Category Archives: Remodel From Hell/New Home

The Unluckiest of Phobias

These are some of the phobias I’m currently cultivating.

C = Claustrophobia- Fear of confined spaces.
R = Rhytiphobia- Fear of getting wrinkles.
A = Arachnophobia- Fear of spiders.
Z = Zemmiphobia- Fear of the great mole rat.
I = Ideophobia- Fear of ideas.
E = Enosiophobia – Fear of having committed an unpardonable sin or of criticism.

T = Triskaidekaphobia- Fear of the number 13.
O = Obesophobia- Fear of gaining weight.
W = Walloonphobia- Fear of the Walloons.
N = Nucleomituphobia- Fear of nuclear weapons.

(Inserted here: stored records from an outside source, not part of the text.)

use std::sync::Arc;
use std::time::{Duration, Instant};

use apiloom_catalog::CatalogStore;
use apiloom_core::{normalize_id, HealthStatus};
use chrono::Utc;
use futures::stream::{self, StreamExt};
use serde::Serialize;
use tracing::{debug, info};

const DEFAULT_CONCURRENCY: usize = 8;

#[derive(Debug, Clone, Default, PartialEq, Serialize)]
#[serde(rename_all = "camelCase")]
pub struct HealthReport {
    pub checked: usize,
    pub healthy: usize,
    pub degraded: usize,
    pub offline: usize,
    pub duration_ms: u64,
}

/// Probes catalog base URLs and writes the result back to the store.
///
/// 2xx/3xx → healthy, 4xx/5xx → degraded, transport error or timeout → offline.
pub struct HealthChecker {
    client: reqwest::Client,
    timeout: Duration,
    concurrency: usize,
}

impl HealthChecker {
    pub fn new(timeout: Duration, user_agent: &str) -> Self {
        let client = reqwest::Client::builder()
            .user_agent(user_agent)
            .redirect(reqwest::redirect::Policy::none())
            .build()
            .unwrap_or_default();
        Self {
            client,
            timeout,
            concurrency: DEFAULT_CONCURRENCY,
        }
    }

    pub fn with_concurrency(mut self, concurrency: usize) -> Self {
        self.concurrency = concurrency.max(1);
        self
    }

    pub async fn probe(&self, url: &str) -> HealthStatus {
        let request = self.client.get(url).send();
        match tokio::time::timeout(self.timeout, request).await {
            Ok(Ok(response)) => {
                let status = response.status();
                if status.is_success() || status.is_redirection() {
                    HealthStatus::Healthy
                } else {
                    HealthStatus::Degraded
                }
            }
            Ok(Err(e)) => {
                debug!(url, error = %e, "health probe failed");
                HealthStatus::Offline
            }
            Err(_) => HealthStatus::Offline,
        }
    }

    pub async fn check_all(&self, store: &Arc<CatalogStore>) -> HealthReport {
        let start = Instant::now();
        let targets: Vec<(String, String)> = store
            .get_all_apis()
            .into_iter()
            .map(|e| (normalize_id(&e.name), e.base_url))
            .collect();

        let probed: Vec<(String, HealthStatus)> = stream::iter(targets)
            .map(|(id, url)| async move {
                let status = self.probe(&url).await;
                (id, status)
            })
            .buffer_unordered(self.concurrency)
            .collect()
            .await;

        let mut report = HealthReport::default();
        let checked_at = Utc::now();
        for (id, status) in probed {
            report.checked += 1;
            match status {
                HealthStatus::Healthy => report.healthy += 1,
                HealthStatus::Degraded => report.degraded += 1,
                _ => report.offline += 1,
            }
            store.update_health(&id, status, checked_at);
        }
        report.duration_ms = start.elapsed().as_millis() as u64;

        info!(
            checked = report.checked,
            healthy = report.healthy,
            degraded = report.degraded,
            offline = report.offline,
            "health check finished"
        );
        report
    }
}

#[cfg(test)]
mod tests {
    use super::*;
    use apiloom_core::{AuthMode, CatalogEntry, CorsSupport};
    use axum::http::StatusCode;
    use axum::routing::get;
    use axum::Router;

    async fn serve(router: Router) -> String {
        let listener = tokio::net::TcpListener::bind("127.0.0.1:0").await.unwrap();
        let addr = listener.local_addr().unwrap();
        tokio::spawn(async move {
            axum::serve(listener, router).await.unwrap();
        });
        format!("http://{addr}")
    }

    fn entry(name: &str, base_url: String) -> CatalogEntry {
        CatalogEntry {
            name: name.into(),
            description: String::new(),
            auth: AuthMode::None,
            https: false,
            cors: CorsSupport::Unknown,
            category: "Testing".into(),
            base_url,
            docs_url: None,
            endpoints: Vec::new(),
            source: "test".into(),
            quality_score: 0.65,
            last_checked: Utc::now() - chrono::Duration::minutes(5),
            health: HealthStatus::Unknown,
        }
    }

    #[tokio::test]
    async fn classifies_probe_outcomes() {
        let base = serve(
            Router::new()
                .route("/up", get(|| async { "ok" }))
                .route("/broken", get(|| async { (StatusCode::SERVICE_UNAVAILABLE, "down") })),
        )
        .await;

        let store = Arc::new(CatalogStore::new());
        store.store_api(entry("Up", format!("{base}/up")));
        store.store_api(entry("Broken", format!("{base}/broken")));
        store.store_api(entry("Gone", "http://127.0.0.1:1".into()));

        let report = HealthChecker::new(Duration::from_secs(2), "apiloom-test")
            .check_all(&store)
            .await;

        assert_eq!(report.checked, 3);
        assert_eq!((report.healthy, report.degraded, report.offline), (1, 1, 1));
        assert_eq!(store.get_api("up").unwrap().health, HealthStatus::Healthy);
        assert_eq!(store.get_api("broken").unwrap().health, HealthStatus::Degraded);
        assert_eq!(store.get_api("gone").unwrap().health, HealthStatus::Offline);
        assert_eq!(store.get_stats().healthy_apis, 1);
    }

    #[tokio::test]
    async fn slow_upstream_counts_as_offline() {
        let base = serve(Router::new().route(
            "/slow",
            get(|| async {
                tokio::time::sleep(Duration::from_millis(500)).await;
                "late"
            }),
        ))
        .await;

        let checker = HealthChecker::new(Duration::from_millis(50), "apiloom-test");
        assert_eq!(checker.probe(&format!("{base}/slow")).await, HealthStatus::Offline);
    }
}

I know a lot of people that share my more common phobias; claustrophobia and arachnophobia, and most women over the age of fifty have a fear of wrinkles and gaining weight.  All the Catholics in the world probably share my fear of having committed an unpardonable sin and you’d have to be pretty obtuse not to have nucleomituphobia.

Until I wrote this blog post, I didn’t know I was afraid of the Great Mole Rat. Now that I know it exists, I’m definitely afraid of it.

Credit: Buffenstein/Barshop Institute/UTHSCSA

Credit: Buffenstein/Barshop Institute/UTHSCSA

And, in the spirit of full disclosure, I’m not actually afraid of the Walloons. I’m sure they are perfectly nice people, but I needed a W and the only other phobia was Wiccaphobia, the fear of witches and witchcraft. I’m not afraid of witches, as I think I might be one.

Triskaidekaphobia

Triskaidekaphobia

Unbelievably for someone with this many phobias, I’m not the least bit superstitious. I walk under ladders, step on cracks, cross paths with black cats and never blink and eye.  But, the number 13 always causes a little shiver to run down my spine.

And now, what have I gone and done?  Bought a 13-year-old house in the year 2013 with the number 13 in its street address and in its zip code.  This whole messy part of my life started when we rented Apartment #1301 after leaving our last house of, what? That’s right. 13 years.

I’m told (by people who know such things) that thirteen is actually a powerful number and that this house is going to be lucky for me.

I’m sure it was luck when the landscape guy’s shovel hit the unmarked buried telephone line.

What good fortune it was, to have the wrong colored tile installed in the bottom five rows of the backsplash.

Lady Luck really must have enjoyed that trick, because when the wall of tile was torn down and reinstalled, I had five rows of wrong colored tile at the top.

And, how lucky we were when the stump grinder hit the sprinkler system – seven times.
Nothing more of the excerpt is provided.